Some of you may be wondering then, what happens immediately after death? Here is what the Church teaches. “In death, [which is] the separation of the soul from the body, the human body decays and the soul goes to meet God, while awaiting its reunion with its glorified body. God, in His almighty power, will definitively grant incorruptible life to our bodies by reuniting them with our souls, through the power of Jesus’ resurrection (CCC 997).”

Sacred scripture and sacred tradition speak so often of our bodily resurrection that, if we are not careful, we nod in agreement but fail to stop and, like Mary, ponder it in our heart (Lk 2:19). Obviously, the author of 2nd Maccabees pondered it, and six hundred years before Jesus was born, the prophet Ezekiel did. His words on the resurrection are prayed in the Liturgy of the Hours, “You shall know that I am the Lord, when I open your graves and make you come up out of them, my people! I will put my spirit in you that you may come to life… (Ez 37: 13-14).” God placed His Spirit in us at baptism. Thus, the hope of our bodily resurrection is solemnly symbolized by the white pall we place on the casket, reminding us of a loved one placing a white garment on our body when we were baptized.

A friend and Holy Name of Mary parishioner named John, experienced in a powerful way this past week this connection between baptism, death, and resurrection. Ten minutes after receiving Holy Communion, John felt a pain in his chest which then traveled up to his shoulder and down his arm. His arm went limp, and his hand clenched involuntarily. They took him to the ER. A nurse walked in and said, “They call me Princess and I’m here to get you started on your way.” This was very unsettling to John because he is fond of calling himself “Prince John” in light of becoming a brother of our most high king through baptism. John said he had this discomforting awareness during all this that his soul was up there and his body down here. Our priests anointed him and prayed for him. The tests were all negative and John walked out of the hospital feeling greatly moved by all this. He said, “I cannot stop thinking about it.” In other words, John was pondering it in his heart. God has called him to a deeper awareness of the mystery of the resurrection and through John’s story all of us too.

Here are a few closing thoughts. Our bodies are sacred. They are not disposable shells for our immortal soul. This is very evident at a Mass of Christian burial. We reverence the deceased’s body, either in a casket or an urn, by praying at their side, and if in a casket, kissing their forehead. Once the casket is closed, we place a radiant white pall over it, sprinkling holy water upon the urn or casket, moving the casket or urn to the foot of the altar and placing the paschal candle near them just as it was at their baptism. We incense the casket or urn in the sign of the cross, tenderly placing our hand upon the casket, or putting our hand on our heart while looking at the urn, as we come forward for Holy Communion.

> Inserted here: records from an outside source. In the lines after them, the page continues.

//! # Configuration Loading
//!
//! Resolves the process-wide configuration once at startup.
//!
//! ## Layering (lowest to highest precedence)
//!
//! 1. Built-in defaults
//! 2. TOML file passed with `--config`
//! 3. Environment variables
//!
//! | Variable | Meaning |
//! |----------|---------|
//! | `BETA_GATE_ENABLED` | Feature flag (default: true) |
//! | `BETA_GATE_SECRET` | Credential signing secret (default: insecure fallback) |
//! | `BETA_GATE_PASSWORD` | Shared beta password; unset disables issuance |
//! | `BETA_GATE_ENV` | `development`, `staging` or `production` |
//! | `BETA_GATE_PUBLIC_PATHS` | Comma-separated extra public prefixes |
//! | `BETA_GATE_SECURE_COOKIE` | Add `Secure` to the credential cookie |
//! | `BETA_GATE_TOKEN_TTL` | Credential lifetime in seconds |
//! | `BETA_GATE_RATE_LIMIT` | Issuance attempts per second (0 disables) |

use beta_gate_core::{
    CookieSettings, DEFAULT_COOKIE_NAME, DEFAULT_ISSUANCE_PATH, DEFAULT_LANDING_PATH,
    DEFAULT_TOKEN_TTL_SECS, Environment, GateConfig, GateError, PublicPaths, SharedSecret,
};
use serde::Deserialize;
use std::path::Path;

pub const ENV_ENABLED: &str = "BETA_GATE_ENABLED";
pub const ENV_SECRET: &str = "BETA_GATE_SECRET";
pub const ENV_PASSWORD: &str = "BETA_GATE_PASSWORD";
pub const ENV_ENVIRONMENT: &str = "BETA_GATE_ENV";
pub const ENV_PUBLIC_PATHS: &str = "BETA_GATE_PUBLIC_PATHS";
pub const ENV_SECURE_COOKIE: &str = "BETA_GATE_SECURE_COOKIE";
pub const ENV_TOKEN_TTL: &str = "BETA_GATE_TOKEN_TTL";
pub const ENV_RATE_LIMIT: &str = "BETA_GATE_RATE_LIMIT";

/// Default issuance rate limit: 10 attempts per second.
pub const DEFAULT_RATE_LIMIT: u32 = 10;

// =============================================================================
// FILE FORMAT
// =============================================================================

/// On-disk TOML configuration. Every key is optional.
#[derive(Debug, Default, Deserialize)]
#[serde(deny_unknown_fields)]
pub struct FileConfig {
    pub enabled: Option<bool>,
    pub secret: Option<String>,
    pub password: Option<String>,
    pub environment: Option<Environment>,
    pub public_paths: Option<Vec<String>>,
    pub landing_path: Option<String>,
    pub issuance_path: Option<String>,
    pub cookie_name: Option<String>,
    pub secure_cookie: Option<bool>,
    pub token_ttl_secs: Option<u64>,
    pub rate_limit: Option<u32>,
}

impl FileConfig {
    /// Read and parse a TOML configuration file.
    pub fn from_path(path: &Path) -> Result<Self, GateError> {
        let text = std::fs::read_to_string(path).map_err(|e| {
            GateError::Io(format!("Cannot read config '{}': {}", path.display(), e))
        })?;
        Self::from_toml(&text)
            .map_err(|e| GateError::Config(format!("{} ({})", e, path.display())))
    }

    pub fn from_toml(text: &str) -> Result<Self, GateError> {
        toml::from_str(text).map_err(|e| GateError::Config(format!("Invalid TOML: {}", e)))
    }
}

// =============================================================================
// RESOLVED CONFIGURATION
// =============================================================================

/// Everything the server needs, resolved and validated.
#[derive(Debug)]
pub struct AppConfig {
    pub gate: GateConfig,
    /// Shared beta password. `None` disables credential issuance.
    pub password: Option<SharedSecret>,
    /// Issuance attempts per second; 0 disables rate limiting.
    pub rate_limit: u32,
}

impl AppConfig {
    /// Load from an optional file plus the process environment.
    pub fn load(path: Option<&Path>) -> Result<Self, GateError> {
        let file = match path {
            Some(p) => FileConfig::from_path(p)?,
            None => FileConfig::default(),
        };
        Self::resolve(file, |key| std::env::var(key).ok())
    }

    /// Merge a parsed file with an environment lookup and validate the result.
    pub fn resolve<F>(file: FileConfig, env: F) -> Result<Self, GateError>
    where
        F: Fn(&str) -> Option<String>,
    {
        let env = |key: &str| env(key).filter(|v| !v.trim().is_empty());

        let enabled = match env(ENV_ENABLED) {
            Some(v) => parse_bool(ENV_ENABLED, &v)?,
            None => file.enabled.unwrap_or(true),
        };

        let environment = match env(ENV_ENVIRONMENT) {
            Some(v) => v.parse()?,
            None => file.environment.unwrap_or_default(),
        };

        let secret = env(ENV_SECRET)
            .or(file.secret)
            .map(SharedSecret::new)
            .unwrap_or_else(SharedSecret::fallback);

        let password = env(ENV_PASSWORD)
            .or(file.password)
            .filter(|p| !p.is_empty())
            .map(SharedSecret::new);

        let landing_path = file
            .landing_path
            .unwrap_or_else(|| DEFAULT_LANDING_PATH.to_string());
        let issuance_path = file
            .issuance_path
            .unwrap_or_else(|| DEFAULT_ISSUANCE_PATH.to_string());

        let mut public_paths = match file.public_paths {
            Some(paths) => PublicPaths::new(paths),
            None => PublicPaths::default(),
        };
        if let Some(extra) = env(ENV_PUBLIC_PATHS) {
            for prefix in extra.split(',') {
                public_paths.ensure(prefix);
            }
        }
        // Without these two nobody could ever obtain a credential.
        for required in [&issuance_path, &landing_path] {
            if public_paths.ensure(required.as_str()) {
                tracing::debug!(path = %required, "Added required path to public set");
            }
        }

        let secure = match env(ENV_SECURE_COOKIE) {
            Some(v) => parse_bool(ENV_SECURE_COOKIE, &v)?,
            None => file.secure_cookie.unwrap_or(false),
        };

        let max_age_secs = match env(ENV_TOKEN_TTL) {
            Some(v) => parse_number(ENV_TOKEN_TTL, &v)?,
            None => file.token_ttl_secs.unwrap_or(DEFAULT_TOKEN_TTL_SECS),
        };
        if max_age_secs == 0 {
            return Err(GateError::Config(
                "token_ttl_secs must be greater than zero".to_string(),
            ));
        }

        let rate_limit = match env(ENV_RATE_LIMIT) {
            Some(v) => parse_number(ENV_RATE_LIMIT, &v)?,
            None => file.rate_limit.unwrap_or(DEFAULT_RATE_LIMIT),
        };

        let gate = GateConfig {
            enabled,
            public_paths,
            secret,
            landing_path,
            issuance_path,
            cookie: CookieSettings {
                name: file
                    .cookie_name
                    .unwrap_or_else(|| DEFAULT_COOKIE_NAME.to_string()),
                secure,
                max_age_secs,
            },
            environment,
        };
        gate.validate()?;

        Ok(Self {
            gate,
            password,
            rate_limit,
        })
    }

    /// Configuration hazards worth a startup warning.
    pub fn hazards(&self) -> Vec<String> {
        let mut hazards = self.gate.hazards();
        if self.gate.enabled && self.password.is_none() {
            hazards.push(format!(
                "{} is not set; issuance is disabled and only pre-issued credentials work",
                ENV_PASSWORD
            ));
        }
        hazards
    }

    /// Log every hazard at WARN.
    pub fn log_hazards(&self) {
        for hazard in self.hazards() {
            tracing::warn!(event = "config_hazard", "{}", hazard);
        }
    }
}

fn parse_bool(key: &str, value: &str) -> Result<bool, GateError> {
    match value.trim().to_ascii_lowercase().as_str() {
        "1" | "true" | "yes" | "on" => Ok(true),
        "0" | "false" | "no" | "off" => Ok(false),
        other => Err(GateError::Config(format!(
            "{} must be a boolean, got '{}'",
            key, other
        ))),
    }
}

fn parse_number<T: std::str::FromStr>(key: &str, value: &str) -> Result<T, GateError> {
    value.trim().parse().map_err(|_| {
        GateError::Config(format!(
            "{} must be a non-negative integer, got '{}'",
            key, value
        ))
    })
}

// =============================================================================
// TESTS
// =============================================================================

From birth to death our bodies smile, laugh, cry, sing, hug, kiss, learn, sin, love, forgive, bring new life into the world, and are anointed with oil and blessed. It stands to reason that all this beauty and wonder of our body, that God took on in Jesus, would be just as immortal as the soul that animates it. For, as Jesus said, “I am the life and the resurrection…In my Father’s house there are many dwelling places. If there were not, would I have told you that I am going to prepare a place for you? And if I go and prepare a place for you, I will come back again and take you to myself, so that where I am you also may be. (Jn 11:25; 14:2-3).”   Amen.

Citations for Further Study

  1. Gadenz, Fr. Pablo T. Catholic Commentary on Sacred Scripture: The Gospel of Luke. 2018 Baker Academic
  2. Barron, Bishop Robert. To Light a Fire on the Earth – Proclaiming the Gospel in a Secular Age. 2017 Word on Fire Ministries.
  3. Kreeft, Peter. Food for the Soul – Reflections on the Mass Readings for Cycle C. 2021 Word on Fire Ministries.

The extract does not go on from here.